Following the Civil War, Grinnell was determined to protect the land and specifically the bison in the West. Punke lets the reader know that the West was really won with Grinnell's creation of the conservation movement.
"Last Stand" opens with a bang: Punke leads with a chilling account of a hunter killing 107 buffalo without leaving his stand, setting the stage for his narrative about the death of the American West. It is a great read, even if you do not consider yourself a reader of historical accounts.
Michael Punke, a former partner in a Washington, D.C. law firm, is an adjunct professor in the Davidson Honors College at the University of Montana. "Last Stand" received a National Outdoor Book Awards, Honorable Mention for 2007.

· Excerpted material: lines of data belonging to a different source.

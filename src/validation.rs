//! Form validation
//!
//! Each validator collects errors in field order. Handlers display the
//! first one.

use lazy_static::lazy_static;
use regex::Regex;

lazy_static! {
    static ref EMAIL_RE: Regex =
        Regex::new(r"^[^\s@]+@[^\s@]+\.[^\s@]+$").expect("email pattern is valid");
    static ref OTP_RE: Regex = Regex::new(r"^[0-9]{6}$").expect("otp pattern is valid");
}

pub const PASSWORD_MISMATCH: &str = "Passwords don't match";

/// Validation errors in field order
#[derive(Debug, Clone, Default, PartialEq, Eq)]
pub struct ValidationErrors(Vec<String>);

impl ValidationErrors {
    fn push(&mut self, message: impl Into<String>) {
        self.0.push(message.into());
    }

    fn extend(&mut self, result: Result<(), String>) {
        if let Err(message) = result {
            self.push(message);
        }
    }

    pub fn first(&self) -> Option<&str> {
        self.0.first().map(String::as_str)
    }

    pub fn messages(&self) -> &[String] {
        &self.0
    }

    pub fn is_empty(&self) -> bool {
        self.0.is_empty()
    }

    fn into_result(self) -> Result<(), ValidationErrors> {
        if self.is_empty() { Ok(()) } else { Err(self) }
    }
}

impl std::fmt::Display for ValidationErrors {
    fn fmt(&self, f: &mut std::fmt::Formatter<'_>) -> std::fmt::Result {
        f.write_str(self.first().unwrap_or("Invalid input"))
    }
}

pub fn validate_email(email: &str) -> Result<(), String> {
    if EMAIL_RE.is_match(email.trim()) {
        Ok(())
    } else {
        Err("Please enter a valid email address".to_string())
    }
}

pub fn validate_full_name(name: &str) -> Result<(), String> {
    let len = name.trim().chars().count();
    if len < 2 {
        Err("Full name must be at least 2 characters".to_string())
    } else if len > 100 {
        Err("Full name must be at most 100 characters".to_string())
    } else {
        Ok(())
    }
}

pub fn validate_password(password: &str) -> Result<(), String> {
    if password.chars().count() < 8 {
        return Err("Password must be at least 8 characters".to_string());
    }
    if !password.chars().any(char::is_alphabetic) {
        return Err("Password must contain at least one letter".to_string());
    }
    if !password.chars().any(|c| c.is_ascii_digit()) {
        return Err("Password must contain at least one number".to_string());
    }
    Ok(())
}

pub fn validate_confirmation(password: &str, confirm: &str) -> Result<(), String> {
    if password == confirm {
        Ok(())
    } else {
        Err(PASSWORD_MISMATCH.to_string())
    }
}

pub fn validate_otp(otp: &str) -> Result<(), String> {
    if OTP_RE.is_match(otp.trim()) {
        Ok(())
    } else {
        Err("Verification code must be 6 digits".to_string())
    }
}

fn required(value: &str, message: &str) -> Result<(), String> {
    if value.trim().is_empty() {
        Err(message.to_string())
    } else {
        Ok(())
    }
}

pub fn validate_sign_up(
    full_name: &str,
    email: &str,
    password: &str,
    confirm_password: &str,
) -> Result<(), ValidationErrors> {
    let mut errors = ValidationErrors::default();
    errors.extend(validate_full_name(full_name));
    errors.extend(validate_email(email));
    errors.extend(validate_password(password));
    errors.extend(validate_confirmation(password, confirm_password));
    errors.into_result()
}

pub fn validate_reset_password(password: &str, confirm_password: &str) -> Result<(), ValidationErrors> {
    let mut errors = ValidationErrors::default();
    errors.extend(validate_password(password));
    errors.extend(validate_confirmation(password, confirm_password));
    errors.into_result()
}

pub fn validate_verify_otp(email: &str, otp: &str) -> Result<(), ValidationErrors> {
    let mut errors = ValidationErrors::default();
    errors.extend(validate_email(email));
    errors.extend(validate_otp(otp));
    errors.into_result()
}

pub fn validate_contact(
    name: &str,
    email: &str,
    subject: &str,
    message: &str,
) -> Result<(), ValidationErrors> {
    let mut errors = ValidationErrors::default();
    errors.extend(required(name, "Name is required"));
    errors.extend(validate_email(email));
    errors.extend(required(subject, "Subject is required"));
    if message.trim().chars().count() < 10 {
        errors.push("Message must be at least 10 characters");
    }
    errors.into_result()
}

pub fn validate_article(headline: &str, source_link: &str) -> Result<(), ValidationErrors> {
    let mut errors = ValidationErrors::default();
    errors.extend(required(headline, "Headline is required"));

    let link_ok = url::Url::parse(source_link.trim())
        .map(|url| matches!(url.scheme(), "http" | "https") && url.host_str().is_some())
        .unwrap_or(false);
    if !link_ok {
        errors.push("Source link must be a valid http(s) URL");
    }
    errors.into_result()
}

From "Last Stand", chapter one, Wild and Wooly:
"The party started from New Haven late in June, bound for a West that was then really wild and wooly.
—George Bird Grinnell, Memories
"As a young George Bird Grinnell contemplated his future, the path of least resistance seemed to flow naturally toward a position as a captain of finance in a world ruled by the class to which he was born. Certainly this was the direction that his father and mother would push. Instead Grinnell would one day rise to challenge the foundational tenets on which his world had been built."
Meg Sampson is responsible for marketing at Fact & Fiction, now part of the Bookstore at the University of Montana.